═════ Supplied records ═════

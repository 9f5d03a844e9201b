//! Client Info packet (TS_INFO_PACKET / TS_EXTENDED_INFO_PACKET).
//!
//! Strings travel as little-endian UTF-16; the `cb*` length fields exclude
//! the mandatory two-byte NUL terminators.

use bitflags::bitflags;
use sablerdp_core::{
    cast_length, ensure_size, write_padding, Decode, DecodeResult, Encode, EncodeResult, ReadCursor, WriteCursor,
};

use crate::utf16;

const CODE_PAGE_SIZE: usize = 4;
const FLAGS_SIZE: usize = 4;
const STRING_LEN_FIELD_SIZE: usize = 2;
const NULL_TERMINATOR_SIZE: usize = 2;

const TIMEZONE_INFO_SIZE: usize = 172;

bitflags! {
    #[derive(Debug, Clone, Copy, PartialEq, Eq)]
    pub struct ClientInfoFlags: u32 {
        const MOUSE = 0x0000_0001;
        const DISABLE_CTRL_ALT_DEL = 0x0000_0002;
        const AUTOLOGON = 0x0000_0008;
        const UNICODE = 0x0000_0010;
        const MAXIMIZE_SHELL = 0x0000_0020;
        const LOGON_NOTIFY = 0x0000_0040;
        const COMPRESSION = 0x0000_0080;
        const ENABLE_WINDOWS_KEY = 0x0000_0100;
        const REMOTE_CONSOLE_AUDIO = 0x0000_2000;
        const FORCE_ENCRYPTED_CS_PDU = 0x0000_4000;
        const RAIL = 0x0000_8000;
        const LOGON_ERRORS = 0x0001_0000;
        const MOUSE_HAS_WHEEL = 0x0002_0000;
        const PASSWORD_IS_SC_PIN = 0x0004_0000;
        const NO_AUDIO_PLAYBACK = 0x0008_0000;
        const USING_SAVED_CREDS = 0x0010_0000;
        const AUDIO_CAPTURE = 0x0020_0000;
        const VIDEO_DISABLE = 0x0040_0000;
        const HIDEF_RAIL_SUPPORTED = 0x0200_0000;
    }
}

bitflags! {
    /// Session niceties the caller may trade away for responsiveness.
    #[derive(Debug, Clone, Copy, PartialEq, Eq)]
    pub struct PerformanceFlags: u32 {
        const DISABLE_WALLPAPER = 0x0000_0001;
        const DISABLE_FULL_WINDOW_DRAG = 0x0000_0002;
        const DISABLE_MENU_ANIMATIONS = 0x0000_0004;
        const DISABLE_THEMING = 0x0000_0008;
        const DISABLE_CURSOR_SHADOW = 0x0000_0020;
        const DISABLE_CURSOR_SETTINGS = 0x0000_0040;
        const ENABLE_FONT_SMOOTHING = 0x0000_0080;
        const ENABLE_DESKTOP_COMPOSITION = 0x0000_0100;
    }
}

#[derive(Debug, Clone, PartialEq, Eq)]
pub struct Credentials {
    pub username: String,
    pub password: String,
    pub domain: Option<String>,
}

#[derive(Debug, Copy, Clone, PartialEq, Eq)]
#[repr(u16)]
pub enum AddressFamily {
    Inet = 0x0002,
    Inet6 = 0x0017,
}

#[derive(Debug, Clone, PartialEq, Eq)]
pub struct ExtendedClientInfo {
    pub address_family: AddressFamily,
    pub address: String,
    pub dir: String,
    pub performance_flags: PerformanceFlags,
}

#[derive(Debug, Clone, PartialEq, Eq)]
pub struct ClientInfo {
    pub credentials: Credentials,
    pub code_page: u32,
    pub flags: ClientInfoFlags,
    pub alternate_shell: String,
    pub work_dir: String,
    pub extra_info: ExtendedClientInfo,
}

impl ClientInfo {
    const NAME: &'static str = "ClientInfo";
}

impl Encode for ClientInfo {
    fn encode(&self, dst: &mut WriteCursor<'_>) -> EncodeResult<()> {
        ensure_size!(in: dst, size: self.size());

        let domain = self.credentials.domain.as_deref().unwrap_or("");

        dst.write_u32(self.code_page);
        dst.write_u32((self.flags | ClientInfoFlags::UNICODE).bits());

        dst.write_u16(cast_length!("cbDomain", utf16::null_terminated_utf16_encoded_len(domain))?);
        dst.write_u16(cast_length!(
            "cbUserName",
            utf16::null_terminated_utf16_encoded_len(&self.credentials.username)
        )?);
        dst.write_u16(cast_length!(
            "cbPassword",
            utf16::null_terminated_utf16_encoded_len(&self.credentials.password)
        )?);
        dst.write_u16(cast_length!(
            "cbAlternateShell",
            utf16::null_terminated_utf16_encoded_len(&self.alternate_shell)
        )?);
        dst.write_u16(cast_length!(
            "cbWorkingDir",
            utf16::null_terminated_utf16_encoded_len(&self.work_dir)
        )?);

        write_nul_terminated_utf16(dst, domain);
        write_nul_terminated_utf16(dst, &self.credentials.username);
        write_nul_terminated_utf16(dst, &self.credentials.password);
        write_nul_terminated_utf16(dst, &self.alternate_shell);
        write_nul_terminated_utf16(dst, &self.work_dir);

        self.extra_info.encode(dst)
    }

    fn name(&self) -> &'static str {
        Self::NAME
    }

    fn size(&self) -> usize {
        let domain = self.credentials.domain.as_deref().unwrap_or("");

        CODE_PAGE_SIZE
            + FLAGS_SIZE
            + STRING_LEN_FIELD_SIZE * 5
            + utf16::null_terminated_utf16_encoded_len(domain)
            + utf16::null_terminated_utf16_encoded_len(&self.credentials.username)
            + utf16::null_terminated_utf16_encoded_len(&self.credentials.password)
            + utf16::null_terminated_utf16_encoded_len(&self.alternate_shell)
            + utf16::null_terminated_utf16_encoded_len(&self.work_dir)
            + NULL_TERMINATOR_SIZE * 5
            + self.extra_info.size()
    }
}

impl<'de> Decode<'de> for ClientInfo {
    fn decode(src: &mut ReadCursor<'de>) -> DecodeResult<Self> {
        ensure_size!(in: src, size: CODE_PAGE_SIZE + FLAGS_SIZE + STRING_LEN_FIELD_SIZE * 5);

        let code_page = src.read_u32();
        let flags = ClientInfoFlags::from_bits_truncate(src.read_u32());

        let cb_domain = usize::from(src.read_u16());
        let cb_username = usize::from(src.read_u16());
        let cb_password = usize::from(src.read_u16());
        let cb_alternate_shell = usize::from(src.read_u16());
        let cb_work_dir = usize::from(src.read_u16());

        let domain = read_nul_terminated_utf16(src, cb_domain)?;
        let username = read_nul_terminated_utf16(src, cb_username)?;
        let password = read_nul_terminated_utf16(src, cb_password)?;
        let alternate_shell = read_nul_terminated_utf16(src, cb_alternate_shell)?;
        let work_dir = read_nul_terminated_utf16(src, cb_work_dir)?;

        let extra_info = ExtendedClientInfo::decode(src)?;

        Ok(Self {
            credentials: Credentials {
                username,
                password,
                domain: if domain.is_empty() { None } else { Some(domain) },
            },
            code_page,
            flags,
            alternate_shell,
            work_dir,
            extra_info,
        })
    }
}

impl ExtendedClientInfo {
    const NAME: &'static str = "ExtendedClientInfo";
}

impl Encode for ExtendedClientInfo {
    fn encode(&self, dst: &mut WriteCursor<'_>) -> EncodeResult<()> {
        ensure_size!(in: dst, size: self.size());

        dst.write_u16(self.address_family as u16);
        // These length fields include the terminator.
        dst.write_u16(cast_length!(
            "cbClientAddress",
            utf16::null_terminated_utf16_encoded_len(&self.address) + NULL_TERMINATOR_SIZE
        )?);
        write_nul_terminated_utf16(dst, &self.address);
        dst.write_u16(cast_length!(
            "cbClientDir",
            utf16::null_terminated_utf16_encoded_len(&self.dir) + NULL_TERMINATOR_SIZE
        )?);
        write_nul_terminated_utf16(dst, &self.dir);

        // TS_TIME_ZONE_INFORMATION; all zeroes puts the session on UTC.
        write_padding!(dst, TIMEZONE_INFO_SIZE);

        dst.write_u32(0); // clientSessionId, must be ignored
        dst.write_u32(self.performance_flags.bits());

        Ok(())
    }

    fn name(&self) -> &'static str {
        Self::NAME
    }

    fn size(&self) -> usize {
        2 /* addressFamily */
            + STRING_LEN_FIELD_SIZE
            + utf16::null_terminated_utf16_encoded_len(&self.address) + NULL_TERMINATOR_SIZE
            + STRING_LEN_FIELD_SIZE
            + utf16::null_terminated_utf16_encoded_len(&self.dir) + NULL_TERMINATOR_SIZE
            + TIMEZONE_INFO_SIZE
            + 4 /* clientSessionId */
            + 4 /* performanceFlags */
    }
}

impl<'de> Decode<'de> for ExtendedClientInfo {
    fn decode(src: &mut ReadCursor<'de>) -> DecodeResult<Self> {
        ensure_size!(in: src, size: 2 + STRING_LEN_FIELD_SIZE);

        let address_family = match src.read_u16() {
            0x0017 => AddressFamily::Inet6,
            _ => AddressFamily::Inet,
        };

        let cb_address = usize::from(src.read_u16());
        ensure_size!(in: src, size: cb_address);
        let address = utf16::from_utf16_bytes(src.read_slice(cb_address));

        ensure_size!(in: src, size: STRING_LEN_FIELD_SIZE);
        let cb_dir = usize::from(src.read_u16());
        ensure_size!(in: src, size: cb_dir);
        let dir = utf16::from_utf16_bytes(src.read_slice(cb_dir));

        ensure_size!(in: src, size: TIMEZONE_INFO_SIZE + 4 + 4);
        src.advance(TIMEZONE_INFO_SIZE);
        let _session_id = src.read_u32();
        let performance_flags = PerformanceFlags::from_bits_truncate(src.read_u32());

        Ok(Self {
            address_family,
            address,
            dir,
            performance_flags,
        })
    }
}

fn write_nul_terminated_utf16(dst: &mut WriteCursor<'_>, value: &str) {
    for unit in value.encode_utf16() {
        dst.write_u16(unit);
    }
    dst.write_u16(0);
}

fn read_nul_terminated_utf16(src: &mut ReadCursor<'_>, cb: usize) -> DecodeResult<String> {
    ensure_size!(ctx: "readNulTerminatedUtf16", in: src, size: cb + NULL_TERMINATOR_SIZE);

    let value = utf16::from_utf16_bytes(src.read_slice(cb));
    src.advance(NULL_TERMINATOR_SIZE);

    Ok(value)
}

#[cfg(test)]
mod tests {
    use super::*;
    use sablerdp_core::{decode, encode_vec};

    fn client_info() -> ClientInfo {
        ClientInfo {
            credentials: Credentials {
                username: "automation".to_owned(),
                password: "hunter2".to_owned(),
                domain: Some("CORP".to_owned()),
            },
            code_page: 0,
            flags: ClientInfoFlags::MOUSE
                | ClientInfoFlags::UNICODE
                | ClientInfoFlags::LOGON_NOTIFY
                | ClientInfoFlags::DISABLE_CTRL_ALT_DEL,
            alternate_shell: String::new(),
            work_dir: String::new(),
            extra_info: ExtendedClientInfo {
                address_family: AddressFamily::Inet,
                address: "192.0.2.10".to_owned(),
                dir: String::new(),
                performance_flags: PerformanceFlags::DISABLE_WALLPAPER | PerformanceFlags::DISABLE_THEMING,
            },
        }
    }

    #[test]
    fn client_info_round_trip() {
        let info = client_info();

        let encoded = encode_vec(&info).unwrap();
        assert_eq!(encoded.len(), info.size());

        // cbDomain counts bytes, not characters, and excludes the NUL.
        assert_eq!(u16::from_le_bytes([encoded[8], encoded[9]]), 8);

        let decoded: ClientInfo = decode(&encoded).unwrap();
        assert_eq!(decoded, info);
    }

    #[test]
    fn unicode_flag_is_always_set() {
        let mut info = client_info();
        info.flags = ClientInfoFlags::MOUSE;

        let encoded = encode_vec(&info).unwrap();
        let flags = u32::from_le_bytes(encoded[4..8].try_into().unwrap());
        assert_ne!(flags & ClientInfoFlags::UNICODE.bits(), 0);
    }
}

═════

What you are asked to do:
Quote every line from the beginning of the entries up to and including the line that contains "const DISABLE_FULL_WINDOW_DRAG = 0x0000_0002;".

Your response:
repository 9f5d03a844e9201b
//! Client Info packet (TS_INFO_PACKET / TS_EXTENDED_INFO_PACKET).
//!
//! Strings travel as little-endian UTF-16; the `cb*` length fields exclude
//! the mandatory two-byte NUL terminators.

use bitflags::bitflags;
use sablerdp_core::{
    cast_length, ensure_size, write_padding, Decode, DecodeResult, Encode, EncodeResult, ReadCursor, WriteCursor,
};

use crate::utf16;

const CODE_PAGE_SIZE: usize = 4;
const FLAGS_SIZE: usize = 4;
const STRING_LEN_FIELD_SIZE: usize = 2;
const NULL_TERMINATOR_SIZE: usize = 2;

const TIMEZONE_INFO_SIZE: usize = 172;

bitflags! {
    #[derive(Debug, Clone, Copy, PartialEq, Eq)]
    pub struct ClientInfoFlags: u32 {
        const MOUSE = 0x0000_0001;
        const DISABLE_CTRL_ALT_DEL = 0x0000_0002;
        const AUTOLOGON = 0x0000_0008;
        const UNICODE = 0x0000_0010;
        const MAXIMIZE_SHELL = 0x0000_0020;
        const LOGON_NOTIFY = 0x0000_0040;
        const COMPRESSION = 0x0000_0080;
        const ENABLE_WINDOWS_KEY = 0x0000_0100;
        const REMOTE_CONSOLE_AUDIO = 0x0000_2000;
        const FORCE_ENCRYPTED_CS_PDU = 0x0000_4000;
        const RAIL = 0x0000_8000;
        const LOGON_ERRORS = 0x0001_0000;
        const MOUSE_HAS_WHEEL = 0x0002_0000;
        const PASSWORD_IS_SC_PIN = 0x0004_0000;
        const NO_AUDIO_PLAYBACK = 0x0008_0000;
        const USING_SAVED_CREDS = 0x0010_0000;
        const AUDIO_CAPTURE = 0x0020_0000;
        const VIDEO_DISABLE = 0x0040_0000;
        const HIDEF_RAIL_SUPPORTED = 0x0200_0000;
    }
}

bitflags! {
    /// Session niceties the caller may trade away for responsiveness.
    #[derive(Debug, Clone, Copy, PartialEq, Eq)]
    pub struct PerformanceFlags: u32 {
        const DISABLE_WALLPAPER = 0x0000_0001;
        const DISABLE_FULL_WINDOW_DRAG = 0x0000_0002;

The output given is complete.